O poder de mercado mudou de lado. Ele escapou dos países consumidores e das grandes multinacionais do setor (Exxon, Chevron, Shell, BP). A evolução do preço de referência do barril (que se aproxima atualmente de US$ 130) está sendo decidida nos bastidores do Kremlin e nas obscuras ante-salas do poder iraniano, no meio dos manguezais nigerianos e nas ribanceiras do Orenoco venezuelano, nos corredores vienenses da Opep e nas agitadas salas da New York Mercantile Exchange (NYMEX, a bolsa especializada na energia e nos metais). E, sobretudo, nos palácios sauditas.
Duzentos dólares
O mundo está vivendo um terceiro choque do petróleo - mais lento do que os anteriores, de 1973 e de 1980. O preço do barril, cujo montante foi multiplicado por seis no espaço de seis anos, é hoje mais elevado em dólares constantes do que era no início de 1981. O seu preço poderá eventualmente refluir de dez ou vinte dólares dentro dos próximos meses, mas nada é menos certo. Alguns analistas tão influentes como os do banco de negócios Goldman Sachs prevêem a manutenção da sua cotação em US$ 141 em média no decorrer do segundo semestre, e em US$ 148 em 2009. A OPEP, por sua vez, não exclui mais que ele venha a alcançar US$ 200.
A Arábia Saudita, o único país capaz de liberar a injeção de um milhão de barris suplementares no mercado, está relutando a proceder desta forma. Ele até mesmo modificou a orientação do seu discurso, recentemente, anunciando que iria limitar o teto da sua produção cotidiana a 12,5 milhões de barris entre 2009 e 2020, de maneira a preservar as suas reservas e, junto com elas, os interesses das gerações futuras. "Toda vez que vocês descobrirem novas jazidas, deixem-nas no solo, pois os nossos filhos delas irão precisar", decidiu o rei.

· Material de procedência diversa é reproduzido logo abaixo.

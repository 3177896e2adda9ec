//! Decoder building blocks on candle tensors
//!
//! Norms, activations, softmax and rotary embedding are candle-nn's fused
//! ops; this module adds the pieces specific to the packed batch layout.

use candle_core::{DType, Device, Tensor};
use candle_nn::rotary_emb::rope;
use shardline_common::Result;

/// Score added to attention logits a query must not see
pub const MASKED: f32 = -1.0e30;

/// `x @ w^T` for `x: [n, in]`, `w: [out, in]`
pub fn linear(x: &Tensor, weight: &Tensor) -> Result<Tensor> {
    Ok(x.matmul(&weight.t()?)?)
}

/// SwiGLU feed-forward: `down(silu(gate(x)) * up(x))`
pub fn swiglu(x: &Tensor, gate: &Tensor, up: &Tensor, down: &Tensor) -> Result<Tensor> {
    let activated = candle_nn::ops::silu(&linear(x, gate)?)?.broadcast_mul(&linear(x, up)?)?;
    linear(&activated, down)
}

/// Repeat key/value heads to match the query heads: `[n, kv, d] -> [n, kv * rep, d]`
pub fn repeat_kv(x: &Tensor, n_rep: usize) -> Result<Tensor> {
    if n_rep == 1 {
        return Ok(x.clone());
    }
    let (n, kv_heads, head_dim) = x.dims3()?;
    Ok(x
        .unsqueeze(2)?
        .expand((n, kv_heads, n_rep, head_dim))?
        .contiguous()?
        .reshape((n, kv_heads * n_rep, head_dim))?)
}

/// Rotary position embedding tables for one forward call
///
/// Tokens of a packed batch sit at unrelated positions, so the tables hold
/// one row per token rather than one per position.
#[derive(Debug, Clone)]
pub struct Rotary {
    cos: Tensor,
    sin: Tensor,
}

impl Rotary {
    /// Build `[n, head_dim / 2]` cos/sin tables for the given token positions
    pub fn new(
        positions: &[u32],
        head_dim: usize,
        theta: f64,
        dtype: DType,
        device: &Device,
    ) -> Result<Self> {
        let half = head_dim / 2;
        let inv_freq: Vec<f64> = (0..half)
            .map(|i| 1.0 / theta.powf(2.0 * i as f64 / head_dim as f64))
            .collect();

        let mut cos = Vec::with_capacity(positions.len() * half);
        let mut sin = Vec::with_capacity(positions.len() * half);
        for &position in positions {
            for freq in &inv_freq {
                let angle = position as f64 * freq;
                cos.push(angle.cos() as f32);
                sin.push(angle.sin() as f32);
            }
        }

        let shape = (positions.len(), half);
        Ok(Self {
            cos: Tensor::from_vec(cos, shape, device)?.to_dtype(dtype)?,
            sin: Tensor::from_vec(sin, shape, device)?.to_dtype(dtype)?,
        })
    }

    /// Rotate `x: [n, heads, head_dim]`
    pub fn apply(&self, x: &Tensor) -> Result<Tensor> {
        // rope() wants [batch, heads, seq, head_dim]; the packed tokens form the sequence
        let x = x.transpose(0, 1)?.unsqueeze(0)?.contiguous()?;
        let rotated = rope(&x, &self.cos, &self.sin)?;
        Ok(rotated.squeeze(0)?.transpose(0, 1)?)
    }
}

/// Additive causal mask `[q_len, k_len]` for queries at `query_positions`
/// against keys at positions `key_start..key_start + k_len`
pub fn causal_mask(
    query_positions: &[u32],
    key_start: usize,
    k_len: usize,
    device: &Device,
) -> Result<Tensor> {
    let mut mask = Vec::with_capacity(query_positions.len() * k_len);
    for &query in query_positions {
        for key in key_start..key_start + k_len {
            mask.push(if key > query as usize { MASKED } else { 0.0 });
        }
    }
    Ok(Tensor::from_vec(mask, (query_positions.len(), k_len), device)?)
}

Nada consegue convencer os sauditas a abrirem as comportas. Eles avaliam que o mercado está suficientemente abastecido e que os estoques de petróleo bruto e de gasolina se mantêm em níveis satisfatórios. Eles estão preocupados, acima de tudo, com a política energética dos Estados Unidos, que visa a reduzir a sua "dependência petroleira" em relação ao Oriente Médio - uma palavra de ordem que foi lançada pelo presidente Bush e retomada em coro pelos pré-candidatos à eleição presidencial John McCain e Barack Obama. Basta ouvir os inflamados discursos acusatórios do ministro saudita da energia contra os biocombustíveis que vêm sendo desenvolvidos no continente americano, para compreender os interesses que estão em jogo. A isso, deve ser acrescentada a vontade de alguns parlamentares americanos de submeter o mercado petroleiro às regras anticartéis do comércio internacional, e até mesmo de suspender as vendas de armas se Riad continuar se recusando a aumentar a sua produção de petróleo.
Essas iniciativas preocupam e irritam os dirigentes da Opep. A estratégia do cartel de Viena, que renunciou desde 2003 a determinar um valor máximo e outro mínimo para o preço do petróleo, parece simples: seguir abastecendo o mercado para evitar toda ruptura, reduzir o "colchão de segurança" ao mínimo (2 milhões de barris por dia) e manter desta forma os preços tão elevados quanto possível, sem comprometer o crescimento econômico. Por serem proprietários dos três quartos das reservas mundiais, os treze Estados membros da Opep detêm todo o poder de barganha necessário para imporem a política que eles bem entendem.
Explosão dos preços
A dependência dos países consumidores está vinculada à fragilidade das multinacionais. Os Estados petrolíferos e as suas companhias públicas nacionais compartilham entre si 85% das reservas mundiais. Com isso, os gigantes multinacionais hoje não detêm mais do que 15% dessas reservas e enfrentam problemas para reconstituí-las à medida que elas vão extraindo a matéria-prima.
Qual será o peso real do "gigante" ExxonMobil, a maior companhia cotada, se comparado com a Gazprom ou a Saudi Aramco? O acesso das grandes companhias ocidentais aos campos petrolíferos - após se verem "barrados" na Arábia Saudita, no Kuwait e no México, a sua penetração está cada vez mais difícil na Rússia, na Venezuela e na Argélia - implicaria "no retorno ao período anterior ao das nacionalizações realizadas nos anos 1970", avalia Nicolas Sarkis, o diretor da revista especializada "Pétrole et gaz arabes".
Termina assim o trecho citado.